Yaşlı hastalarda kullanım
700'den fazla yaşlı hasta (yaş> 65) üzerinde klinik çalışmalar yapılmıştır. Yaşlı hastalarda advers reaksiyonların tipi ve insidansı, genç hastalarda görülenlere benzerdi.
Bununla birlikte, sertralin de dahil olmak üzere SSRI'ların ve SRNI'lerin kullanımı, bu advers olay için yüksek risk altında olabilecek yaşlı hastalarda klinik olarak anlamlı hiponatremi vakaları ile ilişkilendirilmiştir (bkz. Hiponatremi, bölüm 4.4).
Diyabet durumunda kullanın
Diyabetli hastalarda, bir SSRI ile tedavi, muhtemelen depresif semptomlardaki iyileşmeye bağlı olarak glisemik kontrolü değiştirebilir. Eş zamanlı olarak sertralin alan hastalarda glisemik kontrol yakından izlenmeli ve insülin ve/veya oral hipoglisemik doz ayarlamaları gerekebilir.
Elektrokonvülsif tedavi
ECT ve sertralinin birlikte kullanımının risklerini veya yararlarını ortaya koyan hiçbir klinik çalışma yoktur.
Laktoz içeren tıbbi ürün
Tabletler yardımcı madde laktoz içerdiğinden (bkz. bölüm 6.1), galaktoz intoleransı, Lapp laktaz eksikliği veya glukoz-galaktoz malabsorpsiyonu gibi nadir kalıtsal sorunları olan hastalar bu tıbbi ürünü almamalıdır.
04.5 Diğer tıbbi ürünlerle etkileşimler ve diğer etkileşim biçimleri
kontrendike
Monoamin oksidaz inhibitörleri
MAOI'lerin (selegilin) geri dönüşümsüz (seçici olmayan) inhibitörleri
Sertralin, selegilin gibi geri dönüşü olmayan (seçici olmayan) MAOI'ler ile birlikte kullanılmamalıdır. Sertralin tedavisi, geri dönüşü olmayan (seçici olmayan) bir MAOI ile tedaviyi bıraktıktan sonra en az 14 gün başlamamalıdır. bölüm 4.3).
MAOI'lerin geri dönüşümlü ve seçici inhibitörü (moklobemid)
Serotonin sendromu riskinden dolayı sertralin ile moklobemid gibi geri dönüşümlü ve seçici bir MAOI inhibitörü kombinasyonu önerilmez.Tersinir ve seçici bir MAOI inhibitörü ile tedaviyi takiben, sertralin ile tedaviye başlamadan önce 14 günden daha kısa bir geri çekilme süresi mümkündür. Geri dönüşümlü bir MAOI ile tedaviye başlamadan en az 7 gün önce sertralinin kesilmesi önerilir (bkz. bölüm 4.3).
Tersinir seçici olmayan MAOI (linezolid)
Linezolid antibiyotik, zayıf, geri dönüşümlü ve seçici olmayan bir MAOI'dir ve sertralin ile tedavi edilen hastalara verilmemelidir (bkz. bölüm 4.3).
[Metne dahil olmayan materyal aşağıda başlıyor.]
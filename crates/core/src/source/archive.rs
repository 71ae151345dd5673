//! Zip extraction.

use std::fs::File;
use std::path::{Path, PathBuf};

use tempfile::TempDir;
use tracing::{debug, info};
use zip::ZipArchive;

use super::error::SourceError;

/// Extracts `archive` into a fresh temporary directory, removed when the
/// returned handle is dropped.
///
/// Entries whose names would escape the directory are rejected by the zip
/// crate.
pub(crate) async fn extract(archive: &Path) -> Result<TempDir, SourceError> {
    let archive = archive.to_path_buf();
    tokio::task::spawn_blocking(move || extract_blocking(&archive))
        .await
        .map_err(|e| SourceError::Task(e.to_string()))?
}

fn extract_blocking(archive: &Path) -> Result<TempDir, SourceError> {
    info!(name = %display_name(archive), "Unzipping");

    let file = File::open(archive).map_err(|e| SourceError::io(archive, e))?;
    let mut zip = ZipArchive::new(file).map_err(|source| SourceError::Archive {
        path: archive.to_path_buf(),
        source,
    })?;

    let dir = tempfile::Builder::new()
        .prefix("audioconvert")
        .tempdir()
        .map_err(|e| SourceError::io(std::env::temp_dir(), e))?;

    zip.extract(dir.path()).map_err(|source| SourceError::Archive {
        path: archive.to_path_buf(),
        source,
    })?;
    debug!(entries = zip.len(), dir = %dir.path().display(), "Extracted");

    Ok(dir)
}

/// Top-level regular files of an extracted archive, sorted by name.
pub(crate) fn top_level_files(dir: &Path) -> Result<Vec<PathBuf>, SourceError> {
    let entries = std::fs::read_dir(dir).map_err(|e| SourceError::io(dir, e))?;

    let mut files = Vec::new();
    for entry in entries {
        let entry = entry.map_err(|e| SourceError::io(dir, e))?;
        let file_type = entry.file_type().map_err(|e| SourceError::io(entry.path(), e))?;
        if file_type.is_file() {
            files.push(entry.path());
        } else {
            debug!(path = %entry.path().display(), "Skipping non-file entry");
        }
    }
    files.sort();
    Ok(files)
}

pub(crate) fn display_name(path: &Path) -> String {
    path.file_name()
        .map(|n| n.to_string_lossy().into_owned())
        .unwrap_or_else(|| path.display().to_string())
}
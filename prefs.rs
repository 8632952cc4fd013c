/* This Source Code Form is subject to the terms of the Mozilla Public
 * License, v. 2.0. If a copy of the MPL was not distributed with this
 * file, You can obtain one at https://mozilla.org/MPL/2.0/. */

//! Application preferences: the fixed device/store metadata carried on
//! every config request, plus local paths. Loaded from a TOML file with
//! per-field defaults so a missing or partial file still yields a usable
//! configuration.

use std::fmt;
use std::path::{Path, PathBuf};

use serde::{Deserialize, Serialize};

const DEFAULT_CONFIG_ENDPOINT: &str = "https://eggmastterpro.com/config.php";
const DEFAULT_BUNDLE_ID: &str = "com.eggmaster.pro";
const DEFAULT_OS_TAG: &str = "iOS";
const DEFAULT_STORE_ID: &str = "id6753349610";

#[derive(Debug)]
pub enum PrefsError {
    Io(String),
    Parse(String),
}

impl fmt::Display for PrefsError {
    fn fmt(&self, f: &mut fmt::Formatter<'_>) -> fmt::Result {
        match self {
            PrefsError::Io(e) => write!(f, "preferences io error: {e}"),
            PrefsError::Parse(e) => write!(f, "preferences parse error: {e}"),
        }
    }
}

impl std::error::Error for PrefsError {}

#[derive(Serialize, Deserialize, Clone, Debug)]
#[serde(default)]
pub struct AppPreferences {
    pub config_endpoint: String,
    pub bundle_id: String,
    pub os_tag: String,
    pub store_id: String,
    pub firebase_project_id: Option<String>,
    /// BCP-47-ish locale override; when absent the process locale is used.
    pub locale: Option<String>,
    /// Launch-store directory override.
    pub data_dir: Option<PathBuf>,
}

impl Default for AppPreferences {
    fn default() -> Self {
        Self {
            config_endpoint: DEFAULT_CONFIG_ENDPOINT.to_string(),
            bundle_id: DEFAULT_BUNDLE_ID.to_string(),
            os_tag: DEFAULT_OS_TAG.to_string(),
            store_id: DEFAULT_STORE_ID.to_string(),
            firebase_project_id: None,
            locale: None,
            data_dir: None,
        }
    }
}

impl AppPreferences {
    /// Load preferences from the given file, or from the default location
    /// when `path` is `None`. A missing file is not an error.
    pub fn load(path: Option<&Path>) -> Result<Self, PrefsError> {
        let path = match path {
            Some(p) => p.to_path_buf(),
            None => match Self::default_path() {
                Some(p) => p,
                None => return Ok(Self::default()),
            },
        };
        if !path.exists() {
            return Ok(Self::default());
        }
        let raw =
            std::fs::read_to_string(&path).map_err(|e| PrefsError::Io(format!("{e}")))?;
        toml::from_str(&raw).map_err(|e| PrefsError::Parse(format!("{e}")))
    }

    pub fn default_path() -> Option<PathBuf> {
        dirs::config_dir().map(|dir| dir.join("eggshell").join("prefs.toml"))
    }

    pub fn data_dir(&self) -> PathBuf {
        if let Some(dir) = &self.data_dir {
            return dir.clone();
        }
        dirs::data_dir()
            .unwrap_or_else(|| PathBuf::from("."))
            .join("eggshell")
    }

    /// Two-letter, uppercased locale tag for the config request body.
    /// Falls back to `EN` when nothing usable is available.
    pub fn resolved_locale(&self) -> String {
        let raw = self
            .locale
            .clone()
            .or_else(|| std::env::var("LANG").ok())
            .unwrap_or_default();
        normalize_locale(&raw)
    }
}

fn normalize_locale(raw: &str) -> String {
    let tag: String = raw
        .chars()
        .take_while(|c| c.is_ascii_alphabetic())
        .take(2)
        .collect();
    if tag.len() == 2 {
        tag.to_ascii_uppercase()
    } else {
        "EN".to_string()
    }
}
Yakın zamanda bir MAOI ile tedaviyi durduran ve sertralin ile başlayan veya bir MAOI ile tedaviye başlamadan önce sertralin tedavisini yakın zamanda durduran hastalarda ciddi advers reaksiyonlar bildirilmiştir. Bu reaksiyonlar arasında titreme, miyoklonus, terleme, bulantı, kusma, sıcak basması, baş dönmesi ve nöroleptik malign sendrom, konvülsiyonlar ve ölüme benzer özelliklere sahip hipertermi yer aldı.
pimozid
Tek doz pimozid (2 mg) ile yapılan bir çalışmada pimozid düzeylerinde yaklaşık %35'lik bir artış gözlenmiştir. Bu artan seviyeler EKG değişiklikleri ile ilişkilendirilmemiştir.Bu etkileşimin mekanizması bilinmemekle birlikte pimozidin dar terapötik indeksi nedeniyle sertralin ve pimozidin birlikte uygulanması kontrendikedir (bkz. bölüm 4.3).
Sertralin ile eşzamanlı uygulama önerilmez.
CNS depresan ilaçlar ve alkol
Sertralinin 200 mg/gün ile birlikte uygulanması, sağlıklı deneklerde alkol, karbamazepin, haloperidol veya fenitoinin bilişsel ve psikotomorik performans üzerindeki etkilerini güçlendirmemiştir; bununla birlikte sertralin ve alkolün birlikte kullanılması önerilmez.
Diğer serotonerjik ilaçlar
Bölüm 4.4'e bakın.
Özel önlemler
Lityum
Sağlıklı gönüllülerde yapılan plasebo kontrollü bir çalışmada, sertralin ve lityumun birlikte uygulanması, lityumun farmakokinetiğini önemli ölçüde değiştirmedi, ancak olası bir farmakodinamik etkileşim göstererek, plasebo grubuna kıyasla tremor ataklarında bir artışa neden oldu. Sertralin lityum ile birlikte uygulandığında hastalar uygun şekilde izlenmelidir.
fenitoin
Sağlıklı gönüllülerde yürütülen plasebo kontrollü bir klinik çalışmada, sertralinin 200 mg/gün dozunda kronik olarak uygulanmasının, fenitoin metabolizmasında klinik olarak anlamlı bir inhibisyona neden olmadığı bulunmuştur. Sertralin alan hastalarda bazı vakalarda yüksek fenitoin seviyelerine maruziyet bildirildiğinden, uygun fenitoin dozaj ayarlamaları yaparak sertralin tedavisine başladıktan sonra plazma fenitoin konsantrasyonlarının izlenmesi hala tavsiye edilir. Ayrıca, fenitoinin birlikte uygulanması, sertralinin plazma seviyelerinde bir azalmaya neden olabilir.
triptanlar
Ürünün pazarlama aşamasında, sertralin ve sumatriptan kullanımını takiben zayıflık, hiperrefleksi, koordinasyon bozukluğu, konfüzyon, anksiyete ve ajitasyon vakaları nadiren bildirilmiştir.
Serotonin sendromunun semptomları, aynı sınıftaki diğer ilaçlarla (triptanlar) da ortaya çıkabilir.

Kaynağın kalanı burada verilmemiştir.